4.3.2 Fondamentalement, le calcul du forfait bancaire a lieu sur la base de la comptabilité de l'établissement concerné, telle qu'établie selon les règles de la FINMA et contrôlée par celle-ci, même si certaines corrections doivent impérativement être effectuées (cf. Info TVA 15, ch. 5.2 ss; cf. consid. 4.2.4 ci-dessus). Dès lors, la partie qui souhaite s'écarter de cette base doit pouvoir expliquer de manière claire pourquoi celle-ci tombe sous le coup d'une exception. Cette règle doit valoir aussi bien pour les banques que pour l'AFC. Même s'il revient à cette dernière de définir la manière dont se calcule le forfait fiscal (cf. consid. 4.2.1 ci-dessus) et quand bien même elle dispose assurément d'un certain pouvoir d'appréciation pour dire comment celui-ci s'applique, elle doit néanmoins respecter les règles qu'elle a elle-même établies. Or elle a décidé de fonder, en principe, le calcul du forfait sur la comptabilité des banques telle qu'établie en vertu des règle de la FINMA. Elle doit donc être en mesure de justifier de manière solide sa position lorsqu'elle entend appliquer une des exceptions prévues à ce principe. Elle reste naturellement libre de prévoir les exceptions nécessaires dans ses directives sur le calcul du forfait bancaire, puisqu'il lui revient de définir la manière dont s'effectue ce calcul (cf. consid. 4.2.1 ci-dessus). En revanche, elle doit pouvoir justifier pourquoi, dans un cas concret, les conditions de l'exception sont réalisées.

Autrement dit, lorsque l'autorité désire transférer un poste comptable du chiffre 1.2.5 au chiffre 1.4.6 du plan comptable, par exemple, il lui incombe de montrer en quoi les services offerts ne correspondraient pas à ceux qui sont fournis usuellement par une banque (cf. consid. 4.2.4 ci-dessus). A cet égard, la distinction peut être justifiée par différents motifs. Il peut s'agir de services tout à fait autres que ceux qu'une banque fournit habituellement, comme des prestations en matière d'informatique.
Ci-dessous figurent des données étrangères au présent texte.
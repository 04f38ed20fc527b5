//! Error types module
//!
//! All errors raised by the media library core are unified under the
//! [`AppError`] enum. Owner resolution deliberately does not use these for
//! missing entities or malformed payloads (those degrade to empty results);
//! only hard collaborator failures, such as database errors, surface here.
//!
//! The `Database` variant and `From<sqlx::Error>` are gated behind the `sqlx`
//! feature so the domain types stay usable without a database driver.

use std::io;

#[cfg(feature = "sqlx")]
use sqlx::Error as SqlxError;

#[derive(Debug, thiserror::Error)]
pub enum AppError {
    #[cfg(feature = "sqlx")]
    #[error("Database error: {0}")]
    Database(#[source] SqlxError),

    #[cfg(not(feature = "sqlx"))]
    #[error("Database error: {0}")]
    Database(String),

    #[error("Invalid input: {0}")]
    InvalidInput(String),

    #[error("Not found: {0}")]
    NotFound(String),

    #[error("Configuration error: {0}")]
    Config(String),

    #[error("Internal error: {0}")]
    Internal(String),

    #[error("Internal error with source")]
    InternalWithSource {
        message: String,
        #[source]
        source: anyhow::Error,
    },
}

#[cfg(feature = "sqlx")]
impl From<SqlxError> for AppError {
    fn from(err: SqlxError) -> Self {
        AppError::Database(err)
    }
}

impl From<anyhow::Error> for AppError {
    fn from(err: anyhow::Error) -> Self {
        AppError::InternalWithSource {
            message: err.to_string(),
            source: err,
        }
    }
}

impl From<io::Error> for AppError {
    fn from(err: io::Error) -> Self {
        AppError::Internal(format!("IO error: {}", err))
    }
}

impl From<serde_json::Error> for AppError {
    fn from(err: serde_json::Error) -> Self {
        AppError::InvalidInput(format!("JSON parsing error: {}", err))
    }
}

impl From<uuid::Error> for AppError {
    fn from(err: uuid::Error) -> Self {
        AppError::InvalidInput(format!("UUID parsing error: {}", err))
    }
}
Il peut aussi arriver qu'une banque effectue de ses prestations habituelles, mais dans une autre configuration que celle qui se présenterait si elle agissait pour elle-même. Tel sera vraisemblablement le cas de prestations en matière de compliance effectuées par une entité d'un groupe en faveur des autres membres de celui-ci. En effet, aucun client ne se rend chez son banquier ni ne le paye spécifiquement pour que celui-ci analyse les risques juridiques que présente sa situation. En revanche, une banque devra examiner ses nouvelles relations pour voir si elles paraissent suspectes. Lorsqu'une entité d'un groupe confie à une autre le soin de mener cette opération, le travail effectué par la seconde sera peut-être le même que celui qui lui incombe pour ses propres clients, mais le cadre contractuel dans lequel il a lieu sera totalement différent. Les coûts et les revenus ne seront pas de même grandeur ni répartis de la même façon que ceux qui résulteraient du travail effectué par une banque pour elle-même. Dès lors, les prestations en question n'apparaîtront pas comme usuelles.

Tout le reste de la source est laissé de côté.